The waiting period in health insurance is the duration after policy commencement during which specific claims cannot be made. In group health insurance, waiting periods are typically waived or substantially reduced. Here's how each type applies.
The Four Types of Waiting Periods
- Initial waiting period. A 30-day period from policy commencement during which only accident-related claims are payable. This applies to both group and retail policies under IRDAI rules.
- Pre-existing disease (PED) waiting period. The maximum is 36 months for retail policies under IRDAI Insurance Products Regulations, 2024. Group policies typically waive this entirely.
- Specific illness waiting period. For procedures like cataract, hernia, joint replacement, or kidney stones — usually 24 to 36 months in retail policies, often waived in group plans.
- Maternity waiting period. Retail policies apply 9 to 24 months; group plans typically waive or reduce this to immediate cover.
Group Health Insurance: The Day 1 Rule
Group plans generally provide Day 1 cover for:
- All hospitalisation (excluding the 30-day initial waiting period exception for non-accident claims)
- Pre-existing diseases — diabetes, hypertension, thyroid disorders, asthma, heart conditions, cancer in remission, kidney conditions
- Specific procedures like cataract, hernia, and joint replacement (most plans)
- Maternity benefit, where included in the plan
This is possible because group plans pool risk across the entire workforce. Insurers price the premium with the assumption that some employees will have pre-existing conditions, eliminating the need for individual waiting periods.
Where Waiting Periods Can Still Apply in Group Plans
- Maternity benefit, in some plans. A few group plans apply a 9-month maternity waiting period, particularly for plans with very low premiums or small employer groups.
- Specific procedure caps. Some plans apply a 24-month waiting period for specific high-cost procedures, particularly for parent dependants.
- Mid-term joiners. Most group plans cover new joiners from Day 1, but a small number apply a 30 to 90 day waiting period.
- Newly enrolled dependants.

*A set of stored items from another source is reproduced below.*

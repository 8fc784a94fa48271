//! Operator path handling: `~` expansion and lexical absolutization.

use std::path::{Component, Path, PathBuf};

/// Resolve a leading `~` or `~/` to the current user's home directory.
///
/// `~otheruser` forms and inputs without a leading tilde are returned as-is,
/// as is everything when no home directory can be determined.
#[must_use]
pub fn expand_user(input: &str) -> PathBuf {
    let rest = if input == "~" {
        Some("")
    } else {
        input.strip_prefix("~/")
    };

    match (rest, dirs::home_dir()) {
        (Some(""), Some(home)) => home,
        (Some(rest), Some(home)) => home.join(rest),
        _ => PathBuf::from(input),
    }
}

/// Make `path` absolute against `cwd` and drop `.` and `..` components.
///
/// Purely lexical; symlinks are not resolved and the path need not exist.
#[must_use]
pub fn absolutize(path: &Path, cwd: &Path) -> PathBuf {
    let joined = if path.is_absolute() {
        path.to_path_buf()
    } else {
        cwd.join(path)
    };

    let mut normalized = PathBuf::new();
    for component in joined.components() {
        match component {
            Component::CurDir => {}
            Component::ParentDir => {
                normalized.pop();
            }
            other => normalized.push(other.as_os_str()),
        }
    }
    normalized
}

If an employee adds a dependant after the policy start date, some plans apply a brief waiting period before cover begins.
The Moratorium Period
Separate from waiting periods, the moratorium period in health insurance was reduced from 96 months (8 years) to 60 months (5 years) under the IRDAI Insurance Products Regulations, 2024. After 60 continuous months of coverage, an insurer cannot reject claims on grounds of non-disclosure or misrepresentation, except in cases of established fraud.
How to Verify Waiting Periods in Your Plan
- Read the policy schedule under "Waiting Periods" — usually Section 4 of the policy wording
- Confirm PED treatment: Day 1 or specific months
- Check the maternity clause for any sub-waiting period
- Look at specific illness lists for procedures with their own waiting period
- Verify the rules for dependants and mid-term joiners
Frequently Asked Questions
What is the maximum waiting period for pre-existing diseases in India?
For retail policies, 36 months under IRDAI Insurance Products Regulations, 2024 (down from 48 months effective April 1, 2024). Group policies typically waive this entirely.
Is there a waiting period for maternity in group health insurance?
Most group plans waive or reduce the maternity waiting period. Some entry-tier group plans apply a 9-month wait.
What is the 30-day initial waiting period?
An IRDAI-mandated 30-day period from policy commencement during which only accident-related claims are payable. It applies to all health insurance, including group plans.